Frente al próximo estreno de la película Potestad, del director Luis César D’Angiolillo, quisiera referirme a algunos conceptos sobre mi punto de vista acerca de la estética de los represores.
Esto concierne al problema de la subjetividad en los personajes que encarnan a “el represor” en mi teatro, tomando El señor Galíndez, El señor Laforgue, Paso de dos y Potestad, tomando los casos más paradigmáticos.
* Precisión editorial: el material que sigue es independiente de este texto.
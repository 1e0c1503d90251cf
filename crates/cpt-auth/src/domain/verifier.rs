//! # Response Verification
//!
//! Server-originated ECC messages arrive as `{ "sign": <hex>, "data": <base64 JSON> }`.
//! `data` is only decoded after `sign` verifies against the trust anchor.

use super::entities::FieldMap;
use super::envelope::decode_payload;
use super::errors::{AuthError, ProtocolError, SignatureError};
use super::trust_anchor::TrustAnchor;
use serde_json::Value;
use tracing::warn;

/// Response field carrying the server's hex signature.
pub const FIELD_SIGN: &str = "sign";
/// Response field carrying the base64 payload.
pub const FIELD_DATA: &str = "data";

/// A structurally valid server-signed message, not yet verified.
#[derive(Clone, Debug, PartialEq, Eq)]
pub struct EccResponse {
    /// Hex ECDSA signature
    pub sign: String,
    /// Base64 JSON payload
    pub data: String,
}

impl EccResponse {
    /// Extract `sign` and `data` from a decoded JSON response.
    pub fn from_value(response: &Value) -> Result<Self, ProtocolError> {
        let object = response
            .as_object()
            .ok_or_else(|| ProtocolError::Malformed("Invalid ECC message".to_string()))?;

        let field = |name: &'static str| {
            object
                .get(name)
                .and_then(Value::as_str)
                .map(str::to_owned)
                .ok_or(ProtocolError::MissingField(name))
        };

        Ok(Self {
            sign: field(FIELD_SIGN)?,
            data: field(FIELD_DATA)?,
        })
    }
}

/// Verifies inbound messages against the trust anchor.
#[derive(Clone, Debug)]
pub struct ResponseVerifier {
    anchor: TrustAnchor,
}

impl ResponseVerifier {
    /// Verifier bound to `anchor`.
    pub fn new(anchor: TrustAnchor) -> Self {
        Self { anchor }
    }

    /// The anchor in use.
    pub fn anchor(&self) -> &TrustAnchor {
        &self.anchor
    }

    /// Check a server signature over a raw payload.
    pub fn verify_server_signature(
        &self,
        signature: &str,
        payload: &str,
    ) -> Result<(), SignatureError> {
        if self.anchor.verify(payload.as_bytes(), signature) {
            Ok(())
        } else {
            warn!(
                anchor = %self.anchor.public_key().fingerprint(),
                "Server ECC signature rejected"
            );
            Err(SignatureError::EccVerificationFailed)
        }
    }

    /// Validate structure, verify, then decode a server-signed response.
    pub fn verify_server_message(&self, response: &Value) -> Result<FieldMap, AuthError> {
        let message = EccResponse::from_value(response)?;
        self.verify_server_signature(&message.sign, &message.data)?;
        Ok(decode_payload(&message.data)?)
    }
}
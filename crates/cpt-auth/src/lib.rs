//! # CPT Authentication Layer
//!
//! Makes every outbound call to the CPT API tamper-evident and
//! replay-resistant, and verifies that inbound responses and callbacks really
//! come from the server.
//!
//! ## Architecture
//!
//! This crate follows hexagonal architecture:
//! - **Domain Layer** (`domain/`): envelope encoding, signing, verification,
//!   account binding. No I/O.
//! - **Ports Layer** (`ports/`): `AuthenticatedApi` (inbound) and `Transport`
//!   (outbound, supplied by the caller)
//! - **Service Layer** (`service.rs`): `ApiClient`, wiring domain logic to ports
//!
//! ## Trust model
//!
//! | Mechanism | Key | Used for |
//! |-----------|-----|----------|
//! | HMAC-SHA512 | Shared secret issued with the API key | Signed calls, HMAC callbacks |
//! | secp256k1 ECDSA | Per-client keypair | Signed calls after account binding |
//! | secp256k1 ECDSA | Compiled-in server key (trust anchor) | Acknowledgments, ECC callbacks |
//!
//! ## Security Notes
//!
//! - The signed bytes are the transmitted bytes: the base64 envelope is never
//!   re-derived after signing.
//! - Every signed call carries a fresh timestamp and OS-entropy nonce.
//! - Server-signed messages are verified against the trust anchor only, never
//!   against a key supplied by the peer.

#![warn(missing_docs)]

pub mod config;
pub mod domain;
pub mod ports;
pub mod service;

// Re-export public API
pub use config::AuthConfig;
pub use domain::binding::{AccountBinding, BindingState, BoundAccount, KeySource};
pub use domain::callback::CallbackAuthenticator;
pub use domain::entities::{
    AuthContext, AuthMode, AuthTag, CallKind, Credentials, FieldMap, HttpMethod,
    OutboundRequest, SignedMessage,
};
pub use domain::envelope::{decode_payload, Envelope};
pub use domain::errors::{
    AuthError, ConfigError, PolicyError, ProtocolError, SignatureError, StateError,
};
pub use domain::request::RequestBuilder;
pub use domain::trust_anchor::TrustAnchor;
pub use domain::verifier::ResponseVerifier;
pub use ports::inbound::AuthenticatedApi;
pub use ports::outbound::{Transport, TransportError};
pub use service::ApiClient;
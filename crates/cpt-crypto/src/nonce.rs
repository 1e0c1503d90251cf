//! # Anti-Replay Nonces
//!
//! Hex tokens drawn from the OS entropy source. There is no fallback
//! generator: if the OS cannot supply entropy the call fails.

use crate::CryptoError;
use rand::rngs::OsRng;
use rand::RngCore;

/// Largest nonce a caller may request, in hex characters.
pub const MAX_NONCE_LENGTH: usize = 256;

/// Source of unpredictable, fixed-length hex nonces.
#[derive(Debug, Clone, Copy, Default)]
pub struct NonceSource;

impl NonceSource {
    /// Create a nonce source.
    pub fn new() -> Self {
        Self
    }

    /// Produce a fresh nonce of exactly `length` lowercase hex characters.
    ///
    /// Every call reads the OS entropy source; nothing is cached between calls.
    ///
    /// # Errors
    ///
    /// - `CryptoError::InvalidNonceLength` if `length` is zero or above `MAX_NONCE_LENGTH`
    /// - `CryptoError::EntropyUnavailable` if the OS entropy source fails
    pub fn next(&self, length: usize) -> Result<String, CryptoError> {
        if length == 0 || length > MAX_NONCE_LENGTH {
            return Err(CryptoError::InvalidNonceLength(length));
        }

        let mut bytes = vec![0u8; length.div_ceil(2)];
        OsRng
            .try_fill_bytes(&mut bytes)
            .map_err(|e| CryptoError::EntropyUnavailable(e.to_string()))?;

        let mut nonce = hex::encode(&bytes);
        nonce.truncate(length);
        Ok(nonce)
    }
}

/// Fill `buf` from the OS entropy source.
pub(crate) fn fill_from_os(buf: &mut [u8]) -> Result<(), CryptoError> {
    OsRng
        .try_fill_bytes(buf)
        .map_err(|e| CryptoError::EntropyUnavailable(e.to_string()))
}
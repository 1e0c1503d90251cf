//! # CPT Crypto - Request Signing Primitives
//!
//! Leaf cryptography used by the CPT authentication layer. Nothing here
//! performs I/O or knows about HTTP; callers hand in bytes and get hex back.
//!
//! ## Components
//!
//! | Module | Algorithm | Use Case |
//! |--------|-----------|----------|
//! | `nonce` | OS entropy, hex | Anti-replay tokens |
//! | `mac` | HMAC-SHA512 | Shared-secret request signing |
//! | `ecdsa` | secp256k1 + SHA-256 | Per-client keypair signing, server trust anchor |
//! | `hashing` | SHA-256 | Public key fingerprints |
//!
//! ## Security Properties
//!
//! - **HMAC-SHA512**: deterministic, constant-time verification
//! - **secp256k1**: RFC 6979 deterministic nonces, low-S on signing
//! - **Nonces**: drawn from the OS entropy source, no fallback generator

#![warn(missing_docs)]
#![warn(clippy::all)]

pub mod ecdsa;
pub mod errors;
pub mod hashing;
pub mod mac;
pub mod nonce;

// Re-exports
pub use ecdsa::{AsymmetricSigner, EccKeyPair, EccPublicKey, EccSignature};
pub use errors::CryptoError;
pub use hashing::{sha256, sha256_hex, PublicKeyFingerprint};
pub use mac::SymmetricSigner;
pub use nonce::NonceSource;

/// Crate version
pub const VERSION: &str = env!("CARGO_PKG_VERSION");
Algunas veces se me ha sugerido que los “personajes” que encarno como actor en mis obras representando al represor, producen en el espectador un cierto nivel de identificación durante parte de la obra, e incluso despiertan simpatía y luego se “revelan” como verdaderos monstruos de la represión, produciendo en el espectador un cierto sentimiento de fraude, engaño o ambigüedad. ¿Cómo un médico al servicio de organismos de inteligencia y responsable directo del rapto de una niña puede al mismo tiempo despertar simpatía en la primera parte del espectáculo? ¿Cómo puedo identificarme a lo largo de la obra con las angustias reconocibles de este hombre, si luego ese mismo personaje en quien me “reconocí” se me revela como un “monstruo represor” al que no merezco tener piedad o pena y mucho menos simpatía? O, más precisamente, ¿cómo un raptor de una niña puede abrigar sentimientos de pena por la pérdida de “su niña”, cuando los organismos de derechos humanos, a través de la Justicia, logran liberar a la niña de su rapto para devolverla a su familia original? ¿Puede acaso un raptor de niños sentir ternura o pena por la niña a quien robó su identidad? ¿No es acaso el “niño raptado” una prótesis de la falta o castración del raptor, y siendo sólo prótesis de su falta esto le impediría desarrollar hacia ella sentimientos tiernos, porque la niña raptada es sólo prótesis narcisista?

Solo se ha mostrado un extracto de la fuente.